Stack Overflow Asked by six_minute_abs on December 18, 2021

A and I are doing some work with circe to encode/decode some ADTs and we ran into some functionality we fundamentally don’t understand. The examples given in the circe documentation work as expected, but upon drilling down – it’s not clear why the decoding example works and therefore we are having a hard time reasoning about how to modify if needed.

The functionality (from Circe Examples about ADTs):

import cats.syntax.functor._
import io.circe.{ Decoder, Encoder }, io.circe.generic.auto._
import io.circe.syntax._

object GenericDerivation {
  // Encoder Redacted

  implicit val decodeEvent: Decoder[Event] =
    List[Decoder[Event]](
      Decoder[Foo].widen,
      Decoder[Bar].widen,
      Decoder[Baz].widen,
      Decoder[Qux].widen
    ).reduceLeft(_ or _)
}

I get it – basically pick the first decoder that works from this list- makes sense BUT(!)
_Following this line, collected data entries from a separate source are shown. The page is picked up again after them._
//! Collaborator interfaces consumed by the engine.
//!
//! The engine never owns photos or the wall layout. It reads them through
//! [`ImageStore`] (metadata and pixel access) and [`ProjectState`] (frames
//! and library membership). Two implementations are provided:
//!
//! - [`DirectoryLibrary`] - photos scanned from a local directory
//! - [`MemoryLibrary`] - in-memory photos, for tests and embedding

use std::collections::{BTreeMap, HashMap};
use std::path::{Path, PathBuf};
use std::sync::{Arc, RwLock};

use async_trait::async_trait;
use tracing::{debug, info, warn};

use crate::error::{Result, SmartFillError};
use crate::model::{Frame, ImageMetadata};

/// File extensions picked up by [`DirectoryLibrary::scan`].
const SUPPORTED_EXTENSIONS: &[&str] = &["jpg", "jpeg", "png", "gif", "webp"];

/// Transient reference to a photo's encoded bytes.
///
/// Whoever decodes it drops it immediately afterwards.
#[derive(Debug, Clone)]
pub enum ImageRef {
    Path(PathBuf),
    Bytes(Arc<[u8]>),
}

/// Pixel quality tier requested from the image store.
///
/// The coordinator only asks for [`QualityTier::Analysis`]. The other tiers
/// exist so host stores with pre-rendered renditions can share one trait.
/// The stores in this module keep a single source per photo and serve it for
/// every tier.
#[derive(Debug, Clone, Copy, PartialEq, Eq)]
pub enum QualityTier {
    /// Small preview rendition.
    Thumbnail,
    /// Rendition sized for feature extraction.
    Analysis,
    /// Full-resolution source.
    Original,
}

/// Metadata and pixel access by photo id.
#[async_trait]
pub trait ImageStore: Send + Sync {
    async fn metadata(&self, photo_id: &str) -> Option<ImageMetadata>;

    async fn image_ref(&self, photo_id: &str, tier: QualityTier) -> Result<ImageRef>;
}

/// Wall and library state of the open project.
#[async_trait]
pub trait ProjectState: Send + Sync {
    /// All frames on the wall, locked ones included.
    async fn frames(&self) -> Result<Vec<Frame>>;

    /// Ids of every photo in the project's library.
    async fn photo_ids(&self) -> Result<Vec<String>>;
}

#[derive(Debug, Clone)]
struct DirectoryEntry {
    path: PathBuf,
    metadata: ImageMetadata,
}

/// Photos from a local directory, identified by file name.
#[derive(Debug, Clone, Default)]
pub struct DirectoryLibrary {
    root: PathBuf,
    photos: BTreeMap<String, DirectoryEntry>,
    frames: Vec<Frame>,
}

impl DirectoryLibrary {
    /// Scan `root` (non-recursively) for supported images.
    ///
    /// Files whose headers cannot be read are skipped with a warning.
    pub fn scan(root: impl AsRef<Path>) -> Result<Self> {
        let root = root.as_ref().to_path_buf();
        let entries = std::fs::read_dir(&root).map_err(|e| {
            SmartFillError::Library(format!("Failed to read directory {}: {e}", root.display()))
        })?;

        let mut photos = BTreeMap::new();
        for entry in entries.flatten() {
            let path = entry.path();
            if !path.is_file() || !is_supported(&path) {
                continue;
            }
            let Some(name) = path.file_name().and_then(|n| n.to_str()).map(str::to_owned) else {
                continue;
            };

            match image::image_dimensions(&path) {
                Ok((width, height)) => {
                    debug!(photo_id = %name, width, height, "Found photo");
                    let metadata = ImageMetadata::new(name.clone(), width, height);
                    photos.insert(name, DirectoryEntry { path, metadata });
                }
                Err(e) => warn!(path = %path.display(), error = %e, "Skipping unreadable image"),
            }
        }

        info!(root = %root.display(), photos = photos.len(), "Scanned photo directory");
        Ok(Self {
            root,
            photos,
            frames: Vec::new(),
        })
    }

    /// Attach the wall frames this library is planned against.
    pub fn with_frames(mut self, frames: Vec<Frame>) -> Self {
        self.frames = frames;
        self
    }

    pub fn root(&self) -> &Path {
        &self.root
    }

    pub fn len(&self) -> usize {
        self.photos.len()
    }

    pub fn is_empty(&self) -> bool {
        self.photos.is_empty()
    }

    pub fn photo_id_list(&self) -> Vec<String> {
        self.photos.keys().cloned().collect()
    }
}

fn is_supported(path: &Path) -> bool {
    path.extension()
        .and_then(|e| e.to_str())
        .map(|e| SUPPORTED_EXTENSIONS.contains(&e.to_ascii_lowercase().as_str()))
        .unwrap_or(false)
}

#[async_trait]
impl ImageStore for DirectoryLibrary {
    async fn metadata(&self, photo_id: &str) -> Option<ImageMetadata> {
        self.photos.get(photo_id).map(|e| e.metadata.clone())
    }

    async fn image_ref(&self, photo_id: &str, _tier: QualityTier) -> Result<ImageRef> {
        self.photos
            .get(photo_id)
            .map(|e| ImageRef::Path(e.path.clone()))
            .ok_or_else(|| SmartFillError::Library(format!("Unknown photo: {photo_id}")))
    }
}

#[async_trait]
impl ProjectState for DirectoryLibrary {
    async fn frames(&self) -> Result<Vec<Frame>> {
        Ok(self.frames.clone())
    }

    async fn photo_ids(&self) -> Result<Vec<String>> {
        Ok(self.photo_id_list())
    }
}

#[derive(Debug, Clone)]
struct MemoryPhoto {
    metadata: ImageMetadata,
    bytes: Arc<[u8]>,
}

/// Mutable in-memory library and wall.
#[derive(Debug, Default)]
pub struct MemoryLibrary {
    photos: RwLock<HashMap<String, MemoryPhoto>>,
    order: RwLock<Vec<String>>,
    frames: RwLock<Vec<Frame>>,
}

impl MemoryLibrary {
    pub fn new() -> Self {
        Self::default()
    }

    /// Add (or replace) a photo with its encoded bytes.
    pub fn add_photo(&self, photo_id: impl Into<String>, metadata: ImageMetadata, bytes: Vec<u8>) {
        let photo_id = photo_id.into();
        let mut photos = self.photos.write().unwrap_or_else(|e| e.into_inner());
        let replaced = photos
            .insert(
                photo_id.clone(),
                MemoryPhoto {
                    metadata,
                    bytes: bytes.into(),
                },
            )
            .is_some();
        if !replaced {
            self.order
                .write()
                .unwrap_or_else(|e| e.into_inner())
                .push(photo_id);
        }
    }

    pub fn set_frames(&self, frames: Vec<Frame>) {
        *self.frames.write().unwrap_or_else(|e| e.into_inner()) = frames;
    }
}

#[async_trait]
impl ImageStore for MemoryLibrary {
    async fn metadata(&self, photo_id: &str) -> Option<ImageMetadata> {
        let photos = self.photos.read().unwrap_or_else(|e| e.into_inner());
        photos.get(photo_id).map(|p| p.metadata.clone())
    }

    async fn image_ref(&self, photo_id: &str, _tier: QualityTier) -> Result<ImageRef> {
        let photos = self.photos.read().unwrap_or_else(|e| e.into_inner());
        photos
            .get(photo_id)
            .map(|p| ImageRef::Bytes(p.bytes.clone()))
            .ok_or_else(|| SmartFillError::Library(format!("Unknown photo: {photo_id}")))
    }
}

#[async_trait]
impl ProjectState for MemoryLibrary {
    async fn frames(&self) -> Result<Vec<Frame>> {
        Ok(self.frames.read().unwrap_or_else(|e| e.into_inner()).clone())
    }

    async fn photo_ids(&self) -> Result<Vec<String>> {
        Ok(self.order.read().unwrap_or_else(|e| e.into_inner()).clone())
    }
}
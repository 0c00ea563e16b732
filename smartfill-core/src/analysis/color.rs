//! Color profile extraction.
//!
//! Colors are bucketed on a 32-step grid per channel over a subsampled pixel
//! set; the five most frequent buckets become the dominant colors. Saturation
//! and brightness use the max/min channel HSV approximation.

use std::collections::HashMap;

use image::RgbImage;

use crate::model::{ColorHarmony, ColorProfile};

/// Per-channel quantization step.
const BUCKET_STEP: u8 = 32;

/// Number of dominant colors kept.
const MAX_DOMINANT_COLORS: usize = 5;

/// Below this average saturation a photo counts as greyscale.
pub const GREYSCALE_SATURATION: f64 = 10.0;

/// Build the color profile of a downsampled bitmap, sampling every
/// `step`-th pixel along both axes.
pub fn extract_color_profile(pixels: &RgbImage, step: u32) -> ColorProfile {
    let step = step.max(1) as usize;
    let (width, height) = pixels.dimensions();

    let mut histogram: HashMap<[u8; 3], usize> = HashMap::new();
    let mut saturation_sum = 0.0;
    let mut brightness_sum = 0.0;
    let mut samples = 0usize;

    for y in (0..height).step_by(step) {
        for x in (0..width).step_by(step) {
            let [r, g, b] = pixels.get_pixel(x, y).0;

            *histogram.entry(quantize([r, g, b])).or_insert(0) += 1;

            let (saturation, brightness) = saturation_brightness(r, g, b);
            saturation_sum += saturation;
            brightness_sum += brightness;
            samples += 1;
        }
    }

    let (saturation, brightness) = if samples == 0 {
        (0.0, 0.0)
    } else {
        (
            saturation_sum / samples as f64,
            brightness_sum / samples as f64,
        )
    };

    ColorProfile {
        dominant_colors: dominant_colors(histogram),
        saturation,
        brightness,
        is_greyscale: saturation < GREYSCALE_SATURATION,
        harmony: classify_harmony(saturation, brightness),
    }
}

/// Snap each channel down to its bucket's lower bound.
fn quantize(rgb: [u8; 3]) -> [u8; 3] {
    rgb.map(|c| (c / BUCKET_STEP) * BUCKET_STEP)
}

/// HSV-style saturation and value, both scaled to 0-100.
fn saturation_brightness(r: u8, g: u8, b: u8) -> (f64, f64) {
    let max = r.max(g).max(b) as f64;
    let min = r.min(g).min(b) as f64;

    let saturation = if max == 0.0 {
        0.0
    } else {
        (max - min) / max * 100.0
    };
    (saturation, max / 255.0 * 100.0)
}

fn dominant_colors(histogram: HashMap<[u8; 3], usize>) -> Vec<String> {
    let mut buckets: Vec<([u8; 3], usize)> = histogram.into_iter().collect();
    // Ties break on the bucket value so output is stable across runs.
    buckets.sort_by(|a, b| b.1.cmp(&a.1).then_with(|| a.0.cmp(&b.0)));

    buckets
        .into_iter()
        .take(MAX_DOMINANT_COLORS)
        .map(|(rgb, _)| format!("#{}", hex::encode(rgb)))
        .collect()
}

pub fn classify_harmony(saturation: f64, brightness: f64) -> ColorHarmony {
    if saturation > 60.0 {
        ColorHarmony::Vibrant
    } else if saturation < 20.0 {
        ColorHarmony::Muted
    } else if brightness > 70.0 {
        ColorHarmony::Warm
    } else if brightness < 30.0 {
        ColorHarmony::Cool
    } else {
        ColorHarmony::Neutral
    }
}

#[cfg(test)]
mod tests {
    use super::*;
    use image::Rgb;

    fn solid(width: u32, height: u32, rgb: [u8; 3]) -> RgbImage {
        RgbImage::from_pixel(width, height, Rgb(rgb))
    }

    #[test]
    fn test_grey_image_is_greyscale_and_muted() {
        let profile = extract_color_profile(&solid(40, 40, [128, 128, 128]), 4);
        assert!(profile.is_greyscale);
        assert_eq!(profile.saturation, 0.0);
        assert_eq!(profile.harmony, ColorHarmony::Muted);
        assert_eq!(profile.dominant_colors, vec!["#808080".to_string()]);
    }

    #[test]
    fn test_pure_red_is_vibrant() {
        let profile = extract_color_profile(&solid(20, 20, [255, 0, 0]), 2);
        assert!(!profile.is_greyscale);
        assert_eq!(profile.saturation, 100.0);
        assert_eq!(profile.brightness, 100.0);
        assert_eq!(profile.harmony, ColorHarmony::Vibrant);
        assert_eq!(profile.primary_color(), Some("#e00000"));
    }

    #[test]
    fn test_dominant_colors_frequency_order_and_limit() {
        let mut img = RgbImage::new(10, 10);
        for (x, y, pixel) in img.enumerate_pixels_mut() {
            // Six distinct buckets with decreasing frequency by column band.
            let band = match x {
                0..=3 => 0u8,
                4..=5 => 1,
                6 => 2,
                7 => 3,
                8 => 4,
                _ => if y < 5 { 5 } else { 4 },
            };
            *pixel = Rgb([band * 40, 0, 0]);
        }

        let profile = extract_color_profile(&img, 1);
        assert_eq!(profile.dominant_colors.len(), 5);
        assert_eq!(profile.dominant_colors[0], "#000000");
        assert_eq!(profile.dominant_colors[1], "#200000");
    }

    #[test]
    fn test_harmony_thresholds() {
        assert_eq!(classify_harmony(61.0, 50.0), ColorHarmony::Vibrant);
        assert_eq!(classify_harmony(19.0, 50.0), ColorHarmony::Muted);
        assert_eq!(classify_harmony(40.0, 71.0), ColorHarmony::Warm);
        assert_eq!(classify_harmony(40.0, 29.0), ColorHarmony::Cool);
        assert_eq!(classify_harmony(40.0, 50.0), ColorHarmony::Neutral);
    }

    #[test]
    fn test_empty_bitmap() {
        let profile = extract_color_profile(&RgbImage::new(0, 0), 4);
        assert!(profile.dominant_colors.is_empty());
        assert!(profile.is_greyscale);
    }
}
or appears to be a unary function taking a by name argument. Type signature is:

final def or[AA >: A](d: => Decoder[AA]): Decoder[AA]

And reduceLeft (from IterableOnce) requires a binary function. Type Signature is:
def reduceLeft[B >: A](op: (B, A) => B): B

And then my brain exploded. I am clearly missing something and can’t figure it out.

The example most decidedly works to convert ADTs. Why/how does this work given that the or function doesn’t seem to be meeting the required type by reduceLeft?

2 Answers

Consider the following simplified analogy

case class Score(v: Double) {
  def add(that: Score): Score = Score(this.v + that.v)
}

val l = List[Score](Score(1.1), Score(2.2), Score(0.1))

l.reduceLeft((a: Score, b: Score) => a.add(b))  // unsugared
l.reduceLeft((a: Score, b: Score) => a add b)   // infix notation
l.reduceLeft(_ add _)                           // anonymous function placeholder parameter

Note the usage of infix notation and anonymous function placeholder parameter

Answered by Mario Galic on December 18, 2021

or is a method of one parameter but don't forget about this.

decoder1.or(decoder2) (aka decoder1 or decoder2) is a binary function with respect to decoder1, decoder2.

+ is also a method of one parameter

final abstract class Int private extends AnyVal {
  ...

  /** Returns the sum of this value and `x`. */
  def +(x: Int): Int

  ...
}

but you can still add two Ints: 1 + 1 aka 1.+(1).

All methods have one "parameter" more than listed in their signatures, namely this.

(All ordinary parameters are resolved statically and this is resolved dynamically.)